Mercados globais reagem com otimismo a trégua entre Estados Unidos e Irã
Os mercados financeiros operam em um movimento global de diminuição da aversão ao risco, impulsionado principalmente pelo cessar-fogo de duas semanas acordado entre Estados Unidos e Irã na noite anterior. Apesar das incertezas que ainda marcam as negociações, incluindo a continuidade dos ataques de Israel contra o Líbano, a medida concreta que alivia temporariamente as tensões na região do Oriente Médio foi suficiente para melhorar significativamente o humor dos investidores em todo o mundo.

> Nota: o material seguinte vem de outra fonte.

pub mod types;
pub mod classifier;
pub mod ort_classifier;
pub mod client;

pub use types::{Prediction, PredictionRequest, PredictionResponse};
pub use classifier::{ClassifierError, TextClassifier};
pub use ort_classifier::OrtTextClassifier;
pub use client::{PredictionClient, PredictionError, Predictor};
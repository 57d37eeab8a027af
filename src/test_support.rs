use axum::Router;
use tokio::net::TcpListener;

/// Serve `router` on an ephemeral local port and return its base URL
pub(crate) async fn spawn_server(router: Router) -> String {
    let listener = TcpListener::bind("127.0.0.1:0").await.unwrap();
    let addr = listener.local_addr().unwrap();
    tokio::spawn(async move {
        axum::serve(listener, router).await.unwrap();
    });
    format!("http://{}", addr)
}
use thiserror::Error;

use super::types::Prediction;

#[derive(Debug, Error)]
pub enum ClassifierError {
    #[error("Failed to load model: {0}")]
    Load(String),
    #[error("Tokenization failed: {0}")]
    Tokenization(String),
    #[error("Inference failed: {0}")]
    Inference(String),
    #[error("Unexpected model output: {0}")]
    InvalidOutput(String),
}

/// Pretrained text classifier. Calls block, so async callers should use
/// `spawn_blocking`.
pub trait TextClassifier: Send + Sync {
    /// Classify `text` as-is. The list is ordered by descending score.
    fn classify(&self, text: &str) -> Result<Vec<Prediction>, ClassifierError>;

    fn model_name(&self) -> &str;
}

pub(crate) fn softmax(logits: &[f32]) -> Vec<f32> {
    let max = logits.iter().copied().fold(f32::NEG_INFINITY, f32::max);
    let exps: Vec<f32> = logits.iter().map(|&x| (x - max).exp()).collect();
    let sum: f32 = exps.iter().sum();
    exps.into_iter().map(|e| e / sum).collect()
}

/// Arg-max label with its softmax probability, the shape a text-classification
/// pipeline returns by default
pub(crate) fn top_prediction(
    logits: &[f32],
    labels: &[String],
) -> Result<Prediction, ClassifierError> {
    if logits.len() != labels.len() {
        return Err(ClassifierError::InvalidOutput(format!(
            "{} logits for {} labels",
            logits.len(),
            labels.len()
        )));
    }

    let probs = softmax(logits);
    let (index, score) = probs
        .iter()
        .copied()
        .enumerate()
        .max_by(|a, b| a.1.partial_cmp(&b.1).unwrap_or(std::cmp::Ordering::Equal))
        .ok_or_else(|| ClassifierError::InvalidOutput("empty logits".to_string()))?;

    Ok(Prediction::new(labels[index].clone(), f64::from(score)))
}
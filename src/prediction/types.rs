use serde::de::{self, Deserializer};
use serde::{Deserialize, Serialize};

#[derive(Debug, Clone, Serialize, Deserialize)]
pub struct PredictionRequest {
    pub text: String,
}

#[derive(Debug, Clone, PartialEq, Serialize, Deserialize)]
pub struct PredictionResponse {
    pub result: Vec<Prediction>,
}

/// One classification entry: label plus its probability
#[derive(Debug, Clone, PartialEq, Serialize, Deserialize)]
pub struct Prediction {
    pub label: String,
    #[serde(deserialize_with = "deserialize_score")]
    pub score: f64,
}

impl Prediction {
    pub fn new(label: impl Into<String>, score: f64) -> Self {
        Self {
            label: label.into(),
            score,
        }
    }
}

#[derive(Deserialize)]
#[serde(untagged)]
enum RawScore {
    Number(f64),
    Text(String),
}

/// Accept the score as a JSON number or a numeric string, and require it in `[0, 1]`
fn deserialize_score<'de, D>(deserializer: D) -> Result<f64, D::Error>
where
    D: Deserializer<'de>,
{
    let value = match RawScore::deserialize(deserializer)? {
        RawScore::Number(n) => n,
        RawScore::Text(s) => s
            .trim()
            .parse::<f64>()
            .map_err(|_| de::Error::custom(format!("score is not numeric: {:?}", s)))?,
    };

    if !value.is_finite() || !(0.0..=1.0).contains(&value) {
        return Err(de::Error::custom(format!(
            "score must be within [0, 1], got {}",
            value
        )));
    }
    Ok(value)
}
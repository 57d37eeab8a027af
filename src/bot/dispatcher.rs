use std::future::Future;
use std::sync::Arc;
use std::time::Duration;
use tokio::task::JoinSet;
use tracing::{debug, error, info};

use super::handlers::BotHandlers;
use super::telegram::{TelegramClient, Update};

/// Long-polling loop that hands each message to its own task
pub struct Dispatcher {
    telegram: Arc<TelegramClient>,
    handlers: Arc<BotHandlers>,
    poll_timeout_secs: u64,
    retry_delay: Duration,
}

impl Dispatcher {
    pub fn new(
        telegram: Arc<TelegramClient>,
        handlers: Arc<BotHandlers>,
        poll_timeout_secs: u64,
        retry_delay: Duration,
    ) -> Self {
        Self {
            telegram,
            handlers,
            poll_timeout_secs,
            retry_delay,
        }
    }

    /// Poll until `shutdown` resolves, then wait for in-flight replies
    pub async fn start_polling<F>(&self, shutdown: F)
    where
        F: Future<Output = ()>,
    {
        tokio::pin!(shutdown);
        let mut offset: Option<i64> = None;
        let mut in_flight = JoinSet::new();

        info!("Start polling");
        loop {
            let polled = tokio::select! {
                _ = &mut shutdown => break,
                polled = self.telegram.get_updates(offset, self.poll_timeout_secs) => polled,
            };

            match polled {
                Ok(updates) => {
                    for update in updates {
                        offset = Some(update.update_id + 1);
                        self.dispatch(update, &mut in_flight);
                    }
                }
                Err(e) => {
                    error!("Failed to fetch updates: {}", e);
                    tokio::select! {
                        _ = &mut shutdown => break,
                        _ = tokio::time::sleep(self.retry_delay) => {}
                    }
                }
            }

            while let Some(finished) = in_flight.try_join_next() {
                if let Err(e) = finished {
                    error!("Message handler task failed: {}", e);
                }
            }
        }

        info!("Polling stopped, waiting for {} pending message(s)", in_flight.len());
        while let Some(finished) = in_flight.join_next().await {
            if let Err(e) = finished {
                error!("Message handler task failed: {}", e);
            }
        }
    }

    fn dispatch(&self, update: Update, in_flight: &mut JoinSet<()>) {
        let Some(message) = update.message else {
            debug!("Skipping update {} without a message", update.update_id);
            return;
        };

        let telegram = self.telegram.clone();
        let handlers = self.handlers.clone();
        in_flight.spawn(async move {
            let reply = handlers.handle_message(&message).await;
            if let Err(e) = telegram
                .send_message(message.chat.id, &reply, Some(message.message_id))
                .await
            {
                error!("Failed to reply in chat {}: {}", message.chat.id, e);
            }
        });
    }
}
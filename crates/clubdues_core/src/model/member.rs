//! Member record.

use super::group::GroupId;
use super::{normalize_name, normalize_optional, ValidationError};
use chrono::NaiveDate;
use serde::{Deserialize, Serialize};
use uuid::Uuid;

/// Stable member identifier.
pub type MemberId = Uuid;

/// A tracked individual assigned to exactly one group.
#[derive(Debug, Clone, PartialEq, Eq, Serialize, Deserialize)]
pub struct Member {
    pub member_id: MemberId,
    pub name: String,
    pub birth_date: Option<NaiveDate>,
    pub phone: Option<String>,
    /// Current group. Historical assignments are not tracked.
    pub group_id: GroupId,
}

/// Caller-supplied member fields for create and full-replacement edits.
#[derive(Debug, Clone, Default, PartialEq, Eq)]
pub struct MemberDraft {
    pub name: String,
    pub birth_date: Option<NaiveDate>,
    pub phone: Option<String>,
}

impl MemberDraft {
    pub fn named(name: impl Into<String>) -> Self {
        Self {
            name: name.into(),
            ..Self::default()
        }
    }
}

impl Member {
    /// Builds a validated member with a freshly generated id.
    pub fn new(draft: MemberDraft, group_id: GroupId) -> Result<Self, ValidationError> {
        Self::with_id(Uuid::new_v4(), draft, group_id)
    }

    /// Builds a validated member for an existing id.
    pub fn with_id(
        member_id: MemberId,
        draft: MemberDraft,
        group_id: GroupId,
    ) -> Result<Self, ValidationError> {
        Ok(Self {
            member_id,
            name: normalize_name(&draft.name, "member")?,
            birth_date: draft.birth_date,
            phone: normalize_optional(draft.phone),
            group_id,
        })
    }

    pub fn validate(&self) -> Result<(), ValidationError> {
        normalize_name(&self.name, "member").map(|_| ())
    }
}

Ibovespa atinge patamar histórico com alta expressiva
O principal índice da bolsa de valores brasileira, o Ibovespa, encerrou a sessão em forte alta de 2,09%, ultrapassando pela primeira vez na série histórica a marca dos 192 mil pontos. Esse desempenho notável reflete a euforia dos investidores diante do cenário de redução de tensões geopolíticas, que tende a favorecer os ativos de risco em mercados emergentes como o Brasil.
Para Nicolas Gass, estrategista de investimentos e sócio da GT Capital, o cessar-fogo é instável, mas a trégua por parte dos Estados Unidos reduz as inseguranças desse cenário e gera um impulso positivo nos índices de ações e moedas no curto prazo. "Cada vez mais a tendência é que o país norte-americano saia do risco de guerra e que isso se torne mais um conflito local entre Israel e Irã", comenta o especialista. "Com isso acontecendo, seja via acordo, seja via uma troca de regime, é o que vai impulsionar os mercados e desvalorizar ainda mais o preço do barril de petróleo."
Queda do petróleo e impacto no dólar
O Estreito de Ormuz, uma rota crítica para o transporte de petróleo, foi aberto após o acordo, mas voltou a ser fechado no fim da manhã. No entanto, a movimentação no canal durante o começo do dia fez o preço do barril de petróleo brent despencar mais de 13%, sendo negociado novamente em torno dos 96 dólares. Essa queda abrupta eliminou o risco imediato de choque inflacionário global e pressionou diretamente o índice DXY, que mede a força do dólar americano.
Bruno Shahini, especialista em investimentos da Nomad, explica: "A queda do petróleo eliminou o risco imediato de choque inflacionário global e pressionou o DXY de forma direta, enfraquecendo a moeda americana em relação às emergentes. O real se destacou pela combinação de fluxo para a bolsa de valores e manutenção de diferencial de juros real elevado frente aos pares."
Dólar atinge menor cotação em quase dois anos
Com esse cenário favorável, o dólar comercial caiu para 5,09 reais, registrando a menor cotação desde maio de 2024, quase dois anos atrás. A moeda brasileira se destaca pela combinação de fluxo de capital estrangeiro indo para a bolsa de valores nacional e a manutenção de um diferencial de juros elevado entre os Estados Unidos e o Brasil, fatores que atraem investidores em busca de retornos mais atrativos.
Os fatos que mexem no bolso dos brasileiros são o destaque da análise no programa Mercado, ressaltando como eventos geopolíticos distantes podem ter impactos diretos e significativos na economia doméstica, influenciando desde o custo de importações até o rendimento de investimentos em renda variável.